I use it with Year 7. You know what Year 7 are like. They eagerly listen to the French, happy to be following what is going on, whereas a Year 11 pupil might be frustrated at not understanding every word. We do not use the subtitles, either in French or in English. Because I want the pupils to listen.

How do I make it accessible? By asking questions. While pupils watch a segment, I note down some questions (low prep). These questions might be about what pupils can see, or they might be about the French they can hear. In both cases, the questions are framed to scaffold understanding: "Describe the cushion her boyfriend had sent her." Or, "After she's dumped her boyfriend, she says Bon anniversaire -what does this mean?"

I do this as a pub quiz style activity with pupils working in teams. Then I whizz round the classroom and mark their answers on the questions for each segment. Often we then re watch the section of the programme. This means that the pupils are secure in their understanding of what is going on, and comfortable watching it happening in a new language. Doing it, for example in the second half of an afternoon lesson, it can take weeks to watch, quiz, and re watch short sections of a 25 minute episode.

It makes it normal for them to enjoy watching people speaking French, and develops their ability to follow and pay close attention to all the listening cues without worrying about understanding every word. In my current Year 7 class, I have a pupil who likes to shout out everything he understands. It is amazing how accurately he can pick up on exchanges, "What?" "Oh, it doesn't matter." "She never has a problem." He rarely misinterprets and is often word perfect.

I have written in an earlier post about developing Listening Skills and enabling pupils to build up understanding without panicking about not understanding every word. Extra is a good example of how to develop the actual specific skills of Listening: Using understanding of context, relationships and verbal exchanges to keep track of what is being said. Using intonation and conversational cues to follow natural speed speech. And, here goes... Combining understanding words and phrases to understand what is going on... with using an understanding of what is going on in order to understand words and phrases.

As successful speakers of a language, we know that in Listening to natural speech, understanding is not the end product of processing word by word language as if it were a dictation. Understanding of the whole situation, the sentence, individual words and inflections of words are all in a constant back and forth interplay of evaluating what was said, what is meant, and what is going on.
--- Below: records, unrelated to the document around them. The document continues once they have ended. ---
use crate::error::{Error, Result};

use std::collections::BTreeSet;
use std::fs;
use std::path::{Path, PathBuf};

use image::{DynamicImage, ImageFormat};

pub const FRAME_PREFIX: &str = "frame_";
pub const FRAME_EXTENSION: &str = "png";
/// ffmpeg pattern matching [`Frame::file_name`].
pub const FRAME_PATTERN: &str = "frame_%08d.png";

pub struct Frame {
    pub index: usize,
    pub image: DynamicImage,
}

impl Frame {
    pub fn new(index: usize, image: DynamicImage) -> Self {
        Self { index, image }
    }

    pub fn file_name(index: usize) -> String {
        format!("{}{:08}.{}", FRAME_PREFIX, index, FRAME_EXTENSION)
    }

    pub fn parse_index(path: &Path) -> Option<usize> {
        let name = path.file_name()?.to_str()?;
        let digits = name
            .strip_prefix(FRAME_PREFIX)?
            .strip_suffix(FRAME_EXTENSION)?
            .strip_suffix('.')?;
        if digits.is_empty() || !digits.bytes().all(|b| b.is_ascii_digit()) {
            return None;
        }
        digits.parse().ok()
    }

    pub fn load(index: usize, path: &Path) -> Result<Self> {
        let image = image::open(path)?;
        Ok(Self::new(index, image))
    }

    pub fn save(&self, directory: &Path) -> Result<PathBuf> {
        let path = directory.join(Self::file_name(self.index));
        self.image.save_with_format(&path, ImageFormat::Png)?;
        Ok(path)
    }
}

/// Frames in `directory`, ordered by index. Files not following the frame
/// naming scheme are ignored.
pub fn list_frames(directory: &Path) -> Result<Vec<(usize, PathBuf)>> {
    let mut frames = Vec::new();
    for entry in fs::read_dir(directory)? {
        let path = entry?.path();
        if let Some(index) = Frame::parse_index(&path) {
            frames.push((index, path));
        }
    }
    frames.sort_by_key(|(index, _)| *index);
    Ok(frames)
}

/// Checks that `output` holds exactly one enhanced frame per input index.
pub fn verify_frame_sets(input: &Path, output: &Path) -> Result<usize> {
    let inputs: BTreeSet<usize> = list_frames(input)?.into_iter().map(|(index, _)| index).collect();
    let outputs: BTreeSet<usize> = list_frames(output)?.into_iter().map(|(index, _)| index).collect();

    if inputs.is_empty() {
        return Err(Error::Media("no frames were extracted".to_string()));
    }
    if inputs.len() != outputs.len() {
        return Err(Error::Media(format!(
            "frame count mismatch: {} extracted, {} upscaled",
            inputs.len(),
            outputs.len()
        )));
    }
    if let Some(missing) = inputs.difference(&outputs).next() {
        return Err(Error::Media(format!("upscaled frame {} is missing", missing)));
    }
    Ok(inputs.len())
}

/// Checks that every frame in `directory` is exactly `width`x`height`.
/// Only PNG headers are read.
pub fn verify_frame_dimensions(directory: &Path, width: u32, height: u32) -> Result<()> {
    for (index, path) in list_frames(directory)? {
        let (actual_width, actual_height) = image::image_dimensions(&path)?;
        if (actual_width, actual_height) != (width, height) {
            return Err(Error::Media(format!(
                "upscaled frame {} is {}x{}, expected {}x{}",
                index, actual_width, actual_height, width, height
            )));
        }
    }
    Ok(())
}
This is where GCSE Listening is not in fact a listening. They deliberately remove all the listening cues such as intonation and natural exchange between speakers. Slow speech is presented as making it accessible, when in fact it is removing many of the features of speech which make it intelligible. The examiners are clearly great believers in such listening skills, because they go to such lengths to remove them from the assessment. Similarly, they use bizarre texts to prevent the use of deduction from context. And the questions are not about the content of what is being communicated. They are not about the pupils' ability to work out the message of what is being said between the speakers. The questions are designed to test pupils' word by word processing: a vocabulary and grammar test masquerading as a listening test. A reading you have to do in your head. A dictation you have to do in your head.
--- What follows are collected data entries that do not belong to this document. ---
use crate::backend::{FilterScale, FramePipeline, UpscaleBackend};
use crate::config::{AiRunnerKind, Config};
use crate::error::{Error, ErrorKind, Result};
use crate::fetch::{Fetch, HttpFetcher};
use crate::job::{self, JobId, JobRequest, JobResponse, JobResult, PublishedOutput, UpscaleMethod};
use crate::model::Model;
use crate::policy::{Policy, ScaleDecision};
use crate::process::Tool;
use crate::stages::{FrameRunner, GpuBinary, InProcess, Script};
use crate::storage::Publisher;
use crate::video::{Ffprobe, MediaProbe, VideoMetadata};
use crate::workspace::{Artifact, Workspace, WorkspaceManager};

use std::fmt;
use std::panic::{self, AssertUnwindSafe};
use std::sync::Arc;

use serde_json::Value;

#[derive(Clone, Copy, Debug, PartialEq, Eq)]
pub enum Stage {
    Idle,
    Fetching,
    Probing,
    Deciding,
    Upscaling,
    Publishing,
    Done,
    Failed(ErrorKind),
}

impl fmt::Display for Stage {
    fn fmt(&self, f: &mut fmt::Formatter<'_>) -> fmt::Result {
        match self {
            Stage::Failed(kind) => write!(f, "failed({})", kind),
            other => write!(f, "{}", format!("{:?}", other).to_lowercase()),
        }
    }
}

#[derive(Clone, Debug)]
pub struct JobReport {
    pub job_id: JobId,
    pub result: JobResult,
    /// Every state the job entered, in order.
    pub stages: Vec<Stage>,
}

/// The closed set of strategies a [`ScaleDecision`] can select.
pub struct Backends {
    pub filter: Box<dyn UpscaleBackend>,
    pub ai: Box<dyn UpscaleBackend>,
}

impl Backends {
    fn select(&self, method: UpscaleMethod) -> &dyn UpscaleBackend {
        match method {
            UpscaleMethod::Filter => self.filter.as_ref(),
            UpscaleMethod::Ai => self.ai.as_ref(),
        }
    }
}

struct Execution<'a> {
    job_id: &'a JobId,
    stages: Vec<Stage>,
}

impl<'a> Execution<'a> {
    fn enter(&mut self, stage: Stage) {
        tracing::info!(job_id = %self.job_id, %stage, "stage");
        self.stages.push(stage);
    }

    fn fail(&mut self, error: &Error) {
        let stage = self.stages.last().copied().unwrap_or(Stage::Idle);
        tracing::error!(job_id = %self.job_id, %stage, kind = %error.kind(), error = %error, "job failed");
        self.stages.push(Stage::Failed(error.kind()));
    }
}

/// Sequences one job through every stage and owns the only broad failure
/// boundary of the pipeline.
pub struct Controller {
    workspaces: WorkspaceManager,
    fetcher: Box<dyn Fetch>,
    prober: Box<dyn MediaProbe>,
    policy: Policy,
    backends: Backends,
    publisher: Publisher,
}

impl Controller {
    pub fn new(
        workspaces: WorkspaceManager,
        fetcher: Box<dyn Fetch>,
        prober: Box<dyn MediaProbe>,
        policy: Policy,
        backends: Backends,
        publisher: Publisher,
    ) -> Self {
        Self { workspaces, fetcher, prober, policy, backends, publisher }
    }

    /// Wires the production collaborators. Storage and model configuration
    /// are checked here, before any job runs.
    pub fn from_config(config: &Config) -> Result<Self> {
        let publisher = Publisher::from_settings(&config.storage)?;
        let ffmpeg = Tool::new(&config.tools.ffmpeg).with_timeout(config.tools.timeout);
        let ffprobe = Tool::new(&config.tools.ffprobe).with_timeout(config.tools.timeout);

        let backends = Backends {
            filter: Box::new(FilterScale { ffmpeg: ffmpeg.clone(), encoding: config.encoding.clone() }),
            ai: Box::new(FramePipeline {
                ffmpeg,
                encoding: config.encoding.clone(),
                runner: Self::frame_runner(config)?,
                target_height: config.ai.target_height,
            }),
        };

        Ok(Self::new(
            WorkspaceManager::new(&config.work_root),
            Box::new(HttpFetcher::new(&config.fetch)?),
            Box::new(Ffprobe::new(ffprobe)),
            config.policy,
            backends,
            publisher,
        ))
    }

    fn frame_runner(config: &Config) -> Result<Box<dyn FrameRunner>> {
        let ai = &config.ai;
        let runner: Box<dyn FrameRunner> = match ai.runner {
            AiRunnerKind::GpuBinary => Box::new(GpuBinary {
                tool: Tool::new(&ai.binary).with_timeout(config.tools.timeout),
                model_name: ai.model_name.clone(),
                model_dir: ai.model_dir.clone(),
            }),
            AiRunnerKind::Script => {
                let script = ai.script.clone()
                    .ok_or_else(|| Error::EnvironmentConfig("AI_SCRIPT".to_string()))?;
                let weights = ai.weights.clone()
                    .ok_or_else(|| Error::EnvironmentConfig("AI_WEIGHTS".to_string()))?;
                Box::new(Script {
                    interpreter: Tool::new(&ai.interpreter).with_timeout(config.tools.timeout),
                    script,
                    model_name: ai.model_name.clone(),
                    weights,
                })
            }
            AiRunnerKind::InProcess => {
                let model = Model::RealCugan;
                if !model.is_available() {
                    return Err(Error::EnvironmentConfig(format!(
                        "AI_RUNNER=in-process needs {} support compiled in",
                        model
                    )));
                }
                Box::new(InProcess::new(Arc::new(model), ai.workers))
            }
        };
        Ok(runner)
    }

    /// Entry point for a raw job payload from the hosting runtime.
    pub fn handle(&self, payload: &Value) -> JobResponse {
        self.handle_report(payload).result.to_response()
    }

    pub fn handle_report(&self, payload: &Value) -> JobReport {
        let parsed = job::unwrap_envelope(payload).and_then(|(id, input)| {
            let request = JobRequest::from_value(input)?;
            Ok((id.unwrap_or_else(JobId::generate), request))
        });

        match parsed {
            Ok((job_id, request)) => self.run(&job_id, &request),
            Err(error) => {
                tracing::warn!(error = %error, "rejected job payload");
                JobReport {
                    job_id: JobId::generate(),
                    result: JobResult::failure(&error),
                    stages: vec![Stage::Idle, Stage::Failed(error.kind())],
                }
            }
        }
    }

    /// Runs one job to completion. The workspace is gone when this returns,
    /// whatever the outcome.
    pub fn run(&self, job_id: &JobId, request: &JobRequest) -> JobReport {
        let mut execution = Execution { job_id, stages: Vec::new() };
        execution.enter(Stage::Idle);
        tracing::info!(%job_id, url = %request.source_url, method = %request.method, "job accepted");

        let outcome = panic::catch_unwind(AssertUnwindSafe(|| self.execute(&mut execution, request)))
            .unwrap_or_else(|payload| {
                let message = payload
                    .downcast_ref::<&str>()
                    .map(|s| s.to_string())
                    .or_else(|| payload.downcast_ref::<String>().cloned())
                    .unwrap_or_else(|| "stage panicked".to_string());
                Err(Error::Internal(message))
            });

        let result = match outcome {
            Ok(result) => {
                execution.enter(Stage::Done);
                result
            }
            Err(error) => {
                execution.fail(&error);
                JobResult::failure(&error)
            }
        };

        JobReport { job_id: job_id.clone(), result, stages: execution.stages }
    }

    fn execute(&self, execution: &mut Execution<'_>, request: &JobRequest) -> Result<JobResult> {
        let workspace = self.workspaces.acquire(execution.job_id)?;
        let outcome = self.execute_in(execution, request, &workspace);
        if let Err(e) = workspace.release() {
            tracing::warn!(job_id = %execution.job_id, error = %e, "workspace cleanup failed");
        }
        outcome
    }

    fn execute_in(&self, execution: &mut Execution<'_>, request: &JobRequest, workspace: &Workspace) -> Result<JobResult> {
        execution.enter(Stage::Fetching);
        let input: Artifact = self.fetcher.fetch(&request.source_url, workspace)?;

        execution.enter(Stage::Probing);
        let metadata: VideoMetadata = self.prober.probe(&input.local_path)?;

        execution.enter(Stage::Deciding);
        let decision: ScaleDecision = self.policy.decide(&metadata, request)?;

        execution.enter(Stage::Upscaling);
        let backend = self.backends.select(decision.method);
        tracing::info!(
            job_id = %execution.job_id,
            backend = %backend.name(),
            scale = decision.scale_factor,
            "dispatching upscale"
        );
        let upscaled = backend.upscale(&input, &metadata, &decision, workspace)?;

        execution.enter(Stage::Publishing);
        let filename = upscaled.artifact.file_name();
        let object_key = self.publisher.object_key(execution.job_id.as_str(), &filename);
        let location = self.publisher.publish(&upscaled.artifact, &object_key)?;

        Ok(JobResult::Success {
            message: format!(
                "Upscaled {}x{} to {}x{} using {} upscaling",
                metadata.width, metadata.height, upscaled.width, upscaled.height, decision.method
            ),
            metadata,
            output: PublishedOutput { filename, location },
        })
    }
}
The new GCSE is presented as improving the dreaded Listening exam. But in fact it may perpetuate the current problems or push them further to extremes. It promises a defined list of vocabulary. It promises slow speech. But as an exam, it will still need the same number of pupils to get questions wrong. Having a defined list of vocabulary to learn won't make things better if it reinforces the need to have tricksy questions based on word by word processing and a focus on identifying specific grammar nuance. I suppose at least the dictation is more honest than the current GCSE's crypto dictation. But again, it is presented as a nice phonics check, to make sure pupils are secure in the sound-spelling link. And they forget that an exam can't be a nice check. It needs to be a dictation where a grade 6 pupil on Higher Tier gets half of it wrong. As I noted in a post here, this could be a trap-laden nightmare.

Surely, we are not going to let a new GCSE stop us using TV shows, videos or songs with pupils or taking them on exchanges where they listen to real people? As I tried to convince myself here, teaching a language is still going to be more than teaching to an exam. Even if this exam seems to be designed very deliberately to engineer exactly how and what we teach.